//! Generation workers.
//!
//! A worker makes exactly one generation call for its partition, plus one
//! continuation when the reply was cut off at the token limit. A failed call
//! is retried once after a pause; a second failure yields an empty output.
//! Workers never return errors.

use std::sync::Arc;
use std::time::Duration;

use replica_llm::{GenerationRequest, GenerationService, LlmResult, UsageTracker};
use serde::{Deserialize, Serialize};
use tokio::task::JoinSet;
use tracing::{debug, info, warn};

use crate::capture::Capture;
use crate::lint::{lint_file, SymbolTable};
use crate::parse::{merge_continuation, parse_files};
use crate::partition::{Partition, Role};
use crate::planner::OwnershipPlan;
use crate::prompts::worker_request;

/// A generated file and the worker that produced it.
#[derive(Debug, Clone, PartialEq, Eq, Serialize, Deserialize)]
pub struct Artifact {
    pub path: String,
    pub content: String,
    /// 0-based index of the producing worker
    pub worker: usize,
}

impl Artifact {
    pub fn new(path: impl Into<String>, content: impl Into<String>, worker: usize) -> Self {
        Self {
            path: path.into(),
            content: content.into(),
            worker,
        }
    }

    pub fn lines(&self) -> usize {
        self.content.matches('\n').count() + 1
    }
}

/// What one worker produced.
#[derive(Debug, Clone, Default, PartialEq, Eq, Serialize, Deserialize)]
pub struct WorkerOutput {
    pub index: usize,
    pub artifacts: Vec<Artifact>,
    /// npm packages the worker declared
    pub dependencies: Vec<String>,
    /// The reply was truncated and continued
    pub continued: bool,
    /// Set when the worker gave up
    pub error: Option<String>,
}

/// Progress notifications from dispatch.
#[derive(Debug, Clone, PartialEq, Eq, Serialize, Deserialize)]
#[serde(tag = "kind", rename_all = "snake_case")]
pub enum WorkerEvent {
    Started {
        index: usize,
        role: Role,
        snapshots: usize,
        planned: Vec<String>,
    },
    Finished {
        index: usize,
        files: Vec<String>,
        error: Option<String>,
    },
}

/// Static inputs shared by every worker of a run.
#[derive(Clone)]
pub struct WorkerContext {
    pub service: Arc<dyn GenerationService>,
    pub capture: Arc<Capture>,
    pub usage: Arc<UsageTracker>,
    pub max_tokens: u32,
    pub retry_delay: Duration,
}

async fn call_with_retry<F, Fut, T>(label: &str, retry_delay: Duration, mut call: F) -> LlmResult<T>
where
    F: FnMut() -> Fut,
    Fut: std::future::Future<Output = LlmResult<T>>,
{
    match call().await {
        Ok(value) => Ok(value),
        Err(first) => {
            warn!("{} call failed, retrying in {:?}: {}", label, retry_delay, first);
            tokio::time::sleep(retry_delay).await;
            call().await
        }
    }
}

/// Run one worker to completion.
pub async fn run_worker(ctx: &WorkerContext, partition: &Partition, planned: &[String]) -> WorkerOutput {
    let label = partition.label();
    let request = worker_request(&ctx.capture, partition, planned, ctx.max_tokens);

    let first = call_with_retry(&label, ctx.retry_delay, || ctx.service.generate(&request)).await;
    let generation = match first {
        Ok(generation) => generation,
        Err(e) => {
            warn!("{} gave up: {}", label, e);
            return WorkerOutput {
                index: partition.index,
                error: Some(e.to_string()),
                ..Default::default()
            };
        }
    };
    ctx.usage.record_generation(&label, &generation);

    let mut text = generation.content;
    let mut continued = false;
    if generation.truncated {
        continued = true;
        debug!("{} truncated after {} chars, continuing", label, text.len());
        match continue_once(ctx, &request, &text).await {
            Ok(rest) => text = merge_continuation(&text, &rest),
            Err(e) => warn!("{} continuation failed, keeping partial output: {}", label, e),
        }
    }

    let parsed = parse_files(&text);
    // Siblings from other workers are resolved after stitching
    let table = SymbolTable::standard().with_component_paths(parsed.files.iter().map(|f| f.path.as_str()));

    let artifacts: Vec<Artifact> = parsed
        .files
        .into_iter()
        .map(|file| {
            let content = lint_file(&file.path, &file.content, &table);
            Artifact::new(file.path, content, partition.index)
        })
        .collect();

    info!(
        "{} produced {} files{}",
        label,
        artifacts.len(),
        if continued { " (continued)" } else { "" }
    );

    WorkerOutput {
        index: partition.index,
        artifacts,
        dependencies: parsed.dependencies,
        continued,
        error: None,
    }
}

async fn continue_once(ctx: &WorkerContext, request: &GenerationRequest, prior: &str) -> LlmResult<String> {
    let label = format!("{}-continue", request.label);
    let generation = ctx.service.continue_generation(request, prior).await?;
    ctx.usage.record_generation(&label, &generation);
    Ok(generation.content)
}

/// Run every partition in parallel. Outputs come back ordered by worker
/// index; `on_event` sees starts and finishes as they happen.
pub async fn dispatch<E>(
    ctx: WorkerContext,
    partitions: &[Partition],
    plan: &OwnershipPlan,
    on_event: E,
) -> Vec<WorkerOutput>
where
    E: Fn(WorkerEvent) + Send + Sync + 'static,
{
    let on_event = Arc::new(on_event);
    let mut set = JoinSet::new();

    for partition in partitions.iter().cloned() {
        let ctx = ctx.clone();
        let planned = plan.for_worker(partition.index).to_vec();
        let on_event = on_event.clone();
        set.spawn(async move {
            on_event(WorkerEvent::Started {
                index: partition.index,
                role: partition.role,
                snapshots: partition.slice.len(),
                planned: planned.clone(),
            });
            let output = run_worker(&ctx, &partition, &planned).await;
            on_event(WorkerEvent::Finished {
                index: partition.index,
                files: output.artifacts.iter().map(|a| a.path.clone()).collect(),
                error: output.error.clone(),
            });
            output
        });
    }

    let mut outputs = Vec::with_capacity(partitions.len());
    while let Some(joined) = set.join_next().await {
        match joined {
            Ok(output) => outputs.push(output),
            Err(e) => warn!("Worker task failed: {}", e),
        }
    }
    outputs.sort_by_key(|o| o.index);
    outputs
}

#[cfg(test)]
mod tests {
    use super::*;
    use crate::capture::Snapshot;
    use crate::partition::partition;
    use replica_llm::{MockReply, ScriptedGenerator};

    fn context(service: ScriptedGenerator) -> WorkerContext {
        WorkerContext {
            service: Arc::new(service),
            capture: Arc::new(Capture::new(
                "https://example.com",
                (0..3).map(|i| Snapshot::new("AA==", i * 720)).collect(),
            )),
            usage: Arc::new(UsageTracker::new()),
            max_tokens: 16_000,
            retry_delay: Duration::from_millis(1),
        }
    }

    #[tokio::test]
    async fn test_parses_and_lints_output() {
        let service = ScriptedGenerator::new().add_reply(MockReply::text(
            "=== FILE: components/Hero.tsx ===\nexport default function Hero() {\n  const [a] = useState(0);\n  return <><Navbar /><Pricing /></>;\n}\n=== FILE: components/layout/Navbar.tsx ===\nexport default function Navbar() { return <nav /> }\n=== DEPENDENCIES: clsx ===\n",
        ));
        let ctx = context(service);
        let parts = partition(3, 1, 5);

        let output = run_worker(&ctx, &parts[0], &["Pricing".to_string()]).await;
        assert_eq!(output.artifacts.len(), 2);
        let hero = &output.artifacts[0].content;
        assert!(hero.contains("import { useState } from \"react\";"));
        assert!(hero.contains("import Navbar from \"@/components/layout/Navbar\";"));
        // not produced by this worker, left for the stitched pass
        assert!(!hero.contains("import Pricing"));
        assert_eq!(output.dependencies, vec!["clsx"]);
        assert_eq!(ctx.usage.summary().calls, 1);
    }

    #[tokio::test]
    async fn test_truncated_reply_is_continued_once() {
        let service = ScriptedGenerator::new()
            .add_reply(MockReply::truncated(
                "=== FILE: components/Footer.tsx ===\nexport default function Footer() {\n  return <footer>",
            ))
            .add_reply(MockReply::text("  return <footer>\n    hi\n  </footer>;\n}\n"));
        let ctx = context(service.clone());
        let parts = partition(3, 1, 5);

        let output = run_worker(&ctx, &parts[2], &[]).await;
        assert!(output.continued);
        assert_eq!(service.calls().len(), 2);
        assert_eq!(service.calls()[1].method, "continue");
        let footer = &output.artifacts[0].content;
        assert_eq!(footer.matches("return <footer>").count(), 1);
        assert!(footer.contains("</footer>"));
    }

    #[tokio::test]
    async fn test_retries_once_then_gives_up() {
        let service = ScriptedGenerator::new().add_reply(MockReply::fail("overloaded"));
        let ctx = context(service.clone());
        let parts = partition(3, 1, 5);

        let output = run_worker(&ctx, &parts[1], &[]).await;
        assert!(output.artifacts.is_empty());
        assert!(output.error.is_some());
        assert_eq!(service.call_count(), 2);
    }

    #[tokio::test]
    async fn test_retry_recovers() {
        let service = ScriptedGenerator::new()
            .add_reply(MockReply::fail("overloaded"))
            .add_reply(MockReply::text("=== FILE: components/Stats.tsx ===\nexport default function Stats() { return null }\n"));
        let ctx = context(service);
        let parts = partition(3, 1, 5);

        let output = run_worker(&ctx, &parts[1], &[]).await;
        assert_eq!(output.artifacts.len(), 1);
        assert!(output.error.is_none());
    }

    #[tokio::test]
    async fn test_dispatch_orders_outputs_and_reports_events() {
        let service = ScriptedGenerator::new()
            .on_label("worker-1", MockReply::text("=== FILE: components/Navbar.tsx ===\nexport default function Navbar() { return null }\n"))
            .on_label("worker-2", MockReply::fail("down"))
            .on_label("worker-3", MockReply::text("=== FILE: components/Footer.tsx ===\nexport default function Footer() { return null }\n"))
            .with_delay(Duration::from_millis(5));
        let ctx = context(service);
        let parts = partition(3, 1, 5);
        let events = Arc::new(Events::default());

        let sink = events.clone();
        let outputs = dispatch(ctx, &parts, &OwnershipPlan::empty(3), move |e| sink.push(e)).await;

        assert_eq!(outputs.iter().map(|o| o.index).collect::<Vec<_>>(), vec![0, 1, 2]);
        assert!(outputs[1].artifacts.is_empty());
        assert_eq!(outputs[2].artifacts[0].path, "components/Footer.tsx");
        let all = events.take();
        assert_eq!(all.iter().filter(|e| matches!(e, WorkerEvent::Started { .. })).count(), 3);
        assert_eq!(all.iter().filter(|e| matches!(e, WorkerEvent::Finished { .. })).count(), 3);
    }

    #[derive(Default)]
    struct Events(std::sync::Mutex<Vec<WorkerEvent>>);

    impl Events {
        fn push(&self, event: WorkerEvent) {
            self.0.lock().unwrap().push(event);
        }

        fn take(&self) -> Vec<WorkerEvent> {
            std::mem::take(&mut *self.0.lock().unwrap())
        }
    }
}
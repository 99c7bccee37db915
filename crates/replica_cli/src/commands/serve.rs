//! Serve command - Run the HTTP API.

use std::path::{Path, PathBuf};
use std::sync::Arc;
use std::time::Duration;

use anyhow::{Context, Result};
use clap::Args;
use tracing::info;

use replica_core::{CaptureProducer, DirectoryCaptureProducer, HttpCaptureProducer};
use replica_llm::LlmAdapter;
use replica_sandbox::{DockerProvider, EnvironmentManager, Scaffold};
use replica_server::{Engine, EngineConfig, EngineServices};
use replica_store::FsStore;

#[derive(Args)]
pub struct ServeArgs {
    /// Listen address, e.g. 0.0.0.0:8000
    #[arg(short, long)]
    bind: Option<String>,

    /// Root directory of the durable store
    #[arg(long)]
    data_dir: Option<PathBuf>,

    /// Base URL of an HTTP capture service
    #[arg(long, conflicts_with = "capture_dir")]
    capture_url: Option<String>,

    /// Directory of recorded capture bundles
    #[arg(long)]
    capture_dir: Option<PathBuf>,

    /// Maximum concurrent clone sessions
    #[arg(long)]
    max_concurrent: Option<usize>,

    /// Disable the auto-repair loop
    #[arg(long)]
    no_repair: bool,
}

impl ServeArgs {
    fn apply(&self, mut config: EngineConfig) -> EngineConfig {
        if let Some(bind) = &self.bind {
            config = config.bind(bind.clone());
        }
        if let Some(dir) = &self.data_dir {
            config = config.data_dir(dir.clone());
        }
        if let Some(url) = &self.capture_url {
            config = config.capture_endpoint(url.clone());
            config.capture.dir = None;
        }
        if let Some(dir) = &self.capture_dir {
            config = config.capture_dir(dir.clone());
            config.capture.endpoint = None;
        }
        if let Some(max) = self.max_concurrent {
            config = config.max_concurrent(max);
        }
        if self.no_repair {
            config.repair.enabled = false;
        }
        config
    }
}

pub async fn execute(args: ServeArgs, config_path: Option<&Path>) -> Result<()> {
    let config = args.apply(EngineConfig::load(config_path)?);
    config.validate()?;

    let capture = capture_producer(&config)?;

    let adapter = Arc::new(
        LlmAdapter::from_env()
            .context("Generation service credentials missing")?
            .with_timeout(Duration::from_secs(config.llm.timeout_secs))
            .with_max_attempts(config.llm.max_attempts),
    );
    info!(provider = ?adapter.provider(), "Generation service ready");

    let provider = DockerProvider::new().await?;
    let scaffold = Scaffold::resolve(config.environment.template_dir.as_deref())?;
    let environments = Arc::new(EnvironmentManager::new(
        Arc::new(provider),
        config.environment.clone(),
        scaffold,
    ));

    tokio::fs::create_dir_all(&config.data_dir)
        .await
        .with_context(|| format!("Cannot create store directory {}", config.data_dir.display()))?;
    let store = Arc::new(FsStore::new(&config.data_dir));

    let engine = Engine::new(
        config,
        EngineServices {
            capture,
            generator: adapter.clone(),
            repairer: adapter,
            environments,
            store,
        },
    )?;

    replica_server::serve(engine).await?;
    Ok(())
}

fn capture_producer(config: &EngineConfig) -> Result<Arc<dyn CaptureProducer>> {
    if let Some(endpoint) = &config.capture.endpoint {
        info!("Capturing through {}", endpoint);
        return Ok(Arc::new(HttpCaptureProducer::new(endpoint.clone())?));
    }
    if let Some(dir) = &config.capture.dir {
        info!("Capturing from recorded bundles in {}", dir.display());
        return Ok(Arc::new(DirectoryCaptureProducer::new(dir)));
    }
    anyhow::bail!("No capture source configured: pass --capture-url or --capture-dir")
}
//! Listing behaviour of the filesystem store.

use chrono::{Duration, Utc};
use replica_store::{DurableRecord, DurableStore, FsStore};
use tempfile::TempDir;

#[tokio::test]
async fn test_list_records_paginates_newest_first() {
    let dir = TempDir::new().unwrap();
    let store = FsStore::new(dir.path());

    for i in 0..5 {
        let mut record = DurableRecord::new(format!("clone-{}", i), "https://example.com", "/p");
        record.created_at = Utc::now() - Duration::minutes(10 - i);
        store.put_record(&record).await.unwrap();
    }

    let first = store.list_records(1, 2).await.unwrap();
    assert_eq!(first.total, 5);
    assert_eq!(first.pages, 3);
    let ids: Vec<&str> = first.items.iter().map(|r| r.id.as_str()).collect();
    assert_eq!(ids, vec!["clone-4", "clone-3"]);

    let last = store.list_records(3, 2).await.unwrap();
    assert_eq!(last.items.len(), 1);
    assert_eq!(last.items[0].id, "clone-0");
}

#[tokio::test]
async fn test_empty_root_lists_nothing() {
    let dir = TempDir::new().unwrap();
    let store = FsStore::new(dir.path().join("never-created"));
    let page = store.list_records(1, 30).await.unwrap();
    assert!(page.items.is_empty());
    assert_eq!(page.pages, 0);
}
//! One generation run: partition, plan, dispatch, stitch.

use std::sync::Arc;

use replica_llm::{GenerationService, UsageTracker};
use serde::{Deserialize, Serialize};
use tracing::info;

use crate::capture::Capture;
use crate::config::GenerationConfig;
use crate::error::{CoreError, CoreResult};
use crate::lint::{lint_file, SymbolTable};
use crate::partition::{partition, Partition};
use crate::planner::{plan, OwnershipPlan};
use crate::stitch::{stitch, Stitched};
use crate::worker::{dispatch, WorkerContext, WorkerEvent, WorkerOutput};

/// Progress of a run.
#[derive(Debug, Clone, PartialEq, Eq, Serialize, Deserialize)]
#[serde(tag = "kind", rename_all = "snake_case")]
pub enum GenerationEvent {
    Partitioned { workers: usize, snapshots: usize },
    Planned { plan: OwnershipPlan },
    Worker { event: WorkerEvent },
}

/// Everything a run produced.
#[derive(Debug, Clone)]
pub struct GenerationOutcome {
    pub partitions: Vec<Partition>,
    pub plan: OwnershipPlan,
    pub outputs: Vec<WorkerOutput>,
    pub stitched: Stitched,
}

impl GenerationOutcome {
    pub fn failed_workers(&self) -> usize {
        self.outputs.iter().filter(|o| o.error.is_some()).count()
    }
}

/// Run generation over a capture. Individual worker failures are absorbed;
/// the result may be empty.
pub async fn generate<E>(
    service: Arc<dyn GenerationService>,
    capture: Arc<Capture>,
    config: &GenerationConfig,
    usage: Arc<UsageTracker>,
    on_event: E,
) -> CoreResult<GenerationOutcome>
where
    E: Fn(GenerationEvent) + Send + Sync + 'static,
{
    if capture.is_empty() {
        return Err(CoreError::EmptyCapture);
    }

    let partitions = partition(capture.len(), config.snapshots_per_worker, config.worker_cap);
    let workers = partitions.len();
    info!("Splitting {} snapshots across {} workers", capture.len(), workers);
    on_event(GenerationEvent::Partitioned {
        workers,
        snapshots: capture.len(),
    });

    let plan = if config.planner_enabled && workers > 1 {
        plan(service.as_ref(), &capture, workers, config.planner_sample, &usage).await
    } else {
        OwnershipPlan::empty(workers)
    };
    if !plan.is_empty() {
        on_event(GenerationEvent::Planned { plan: plan.clone() });
    }

    let ctx = WorkerContext {
        service,
        capture,
        usage,
        max_tokens: config.max_output_tokens,
        retry_delay: config.retry_delay(),
    };
    let on_event = Arc::new(on_event);
    let forward = on_event.clone();
    let outputs = dispatch(ctx, &partitions, &plan, move |event| forward(GenerationEvent::Worker { event })).await;

    let mut stitched = stitch(&outputs);
    resolve_sibling_imports(&mut stitched);
    Ok(GenerationOutcome {
        partitions,
        plan,
        outputs,
        stitched,
    })
}

/// Add imports for components another worker produced.
fn resolve_sibling_imports(stitched: &mut Stitched) {
    let table = SymbolTable::standard().with_component_paths(stitched.paths());
    for artifact in &mut stitched.artifacts {
        artifact.content = lint_file(&artifact.path, &artifact.content, &table);
    }
}
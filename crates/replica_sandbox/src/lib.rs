//! # replica_sandbox
//!
//! Ephemeral preview environments for Replica.
//!
//! Generated projects run inside short-lived environments created through a
//! [`SandboxProvider`]. The [`EnvironmentManager`] drives each one through
//! creation, install, start and health probing, and releases it when it
//! fails or grows too old.
//!
//! # Features
//!
//! - **Docker Provider**: containers via the Docker API (bollard)
//! - **Mock Provider**: for testing without a container runtime
//! - **Scaffold**: built-in Next.js + Tailwind skeleton, or a directory on disk
//! - **Lifecycle**: max-age staleness, invalidation, best-effort teardown
//!
//! # Example
//!
//! ```rust,no_run
//! use std::sync::Arc;
//! use replica_sandbox::{DockerProvider, EnvironmentConfig, EnvironmentManager, ProjectFile, Scaffold};
//!
//! #[tokio::main]
//! async fn main() -> Result<(), Box<dyn std::error::Error>> {
//!     let provider = Arc::new(DockerProvider::new().await?);
//!     let manager = EnvironmentManager::new(provider, EnvironmentConfig::default(), Scaffold::builtin());
//!
//!     let files = vec![ProjectFile::new("components/Hero.tsx", "export default function Hero() { return null }")];
//!     let env = manager.provision("demo", &files, |state| println!("{}", state)).await?;
//!     println!("Serving at {}", env.base_url);
//!
//!     manager.teardown("demo").await;
//!     Ok(())
//! }
//! ```

pub mod config;
pub mod docker;
pub mod environment;
pub mod error;
pub mod mock;
pub mod provider;
pub mod scaffold;

pub use config::EnvironmentConfig;
pub use docker::DockerProvider;
pub use environment::{join_project_path, Environment, EnvironmentManager, EnvironmentState};
pub use error::{SandboxError, SandboxResult};
pub use mock::{CapturedCall, MockProvider};
pub use provider::{ExecOutput, SandboxProvider};
pub use scaffold::{ProjectFile, Scaffold};
//! HTML served by the engine itself.

/// Escape text for inclusion in HTML.
pub fn escape_html(text: &str) -> String {
    let mut out = String::with_capacity(text.len());
    for c in text.chars() {
        match c {
            '&' => out.push_str("&amp;"),
            '<' => out.push_str("&lt;"),
            '>' => out.push_str("&gt;"),
            '"' => out.push_str("&quot;"),
            '\'' => out.push_str("&#39;"),
            _ => out.push(c),
        }
    }
    out
}

fn shell(title: &str, head: &str, body: &str) -> String {
    format!(
        r#"<!DOCTYPE html>
<html lang="en">
<head>
<meta charset="utf-8">
<meta name="viewport" content="width=device-width, initial-scale=1">
{head}<title>{title}</title>
<style>
body {{ font-family: system-ui, sans-serif; background: #0b0b0f; color: #e4e4e7; margin: 0; display: flex; min-height: 100vh; align-items: center; justify-content: center; }}
main {{ max-width: 40rem; padding: 2rem; text-align: center; }}
pre {{ text-align: left; background: #18181b; padding: 1rem; border-radius: 0.5rem; overflow: auto; font-size: 0.8rem; }}
.spinner {{ width: 2rem; height: 2rem; margin: 0 auto 1rem; border: 3px solid #3f3f46; border-top-color: #a1a1aa; border-radius: 50%; animation: spin 1s linear infinite; }}
@keyframes spin {{ to {{ transform: rotate(360deg); }} }}
</style>
</head>
<body>
<main>
{body}
</main>
</body>
</html>
"#,
        head = head,
        title = escape_html(title),
        body = body
    )
}

/// Shown while an environment is being created or recreated. Reloads
/// itself every `refresh_secs`.
pub fn interim_page(refresh_secs: u64) -> String {
    shell(
        "Starting preview",
        &format!("<meta http-equiv=\"refresh\" content=\"{}\">\n", refresh_secs.max(1)),
        "<div class=\"spinner\"></div>\n<h1>Starting the preview environment</h1>\n<p>This page refreshes automatically.</p>",
    )
}

/// Shown when an environment cannot be recreated.
pub fn failed_page(id: &str) -> String {
    shell(
        "Preview unavailable",
        "",
        &format!(
            "<h1>This preview cannot be recreated</h1>\n<p>Clone <code>{}</code> is no longer available. Start a new clone to preview it again.</p>",
            escape_html(id)
        ),
    )
}

/// Read-only view of the composed page source.
pub fn static_preview(id: &str, url: &str, source: &str) -> String {
    shell(
        "Clone source",
        "",
        &format!(
            "<h1>Clone of {}</h1>\n<p>No live environment is running for <code>{}</code>. The generated page source is shown below.</p>\n<pre><code>{}</code></pre>",
            escape_html(url),
            escape_html(id),
            escape_html(source)
        ),
    )
}

#[cfg(test)]
mod tests {
    use super::*;

    #[test]
    fn test_interim_page_refreshes() {
        let page = interim_page(3);
        assert!(page.contains(r#"<meta http-equiv="refresh" content="3">"#));
    }

    #[test]
    fn test_static_preview_escapes_source() {
        let page = static_preview("abc", "https://a.dev", "<Hero />");
        assert!(page.contains("&lt;Hero /&gt;"));
        assert!(!page.contains("<Hero />"));
    }

    #[test]
    fn test_failed_page_escapes_id() {
        assert!(failed_page("<x>").contains("&lt;x&gt;"));
    }
}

# # #

*Task directions*
Where a line in the records above contains the word "margin", copy that line.

*Written answer*
body {{ font-family: system-ui, sans-serif; background: #0b0b0f; color: #e4e4e7; margin: 0; display: flex; min-height: 100vh; align-items: center; justify-content: center; }}
.spinner {{ width: 2rem; height: 2rem; margin: 0 auto 1rem; border: 3px solid #3f3f46; border-top-color: #a1a1aa; border-radius: 50%; animation: spin 1s linear infinite; }}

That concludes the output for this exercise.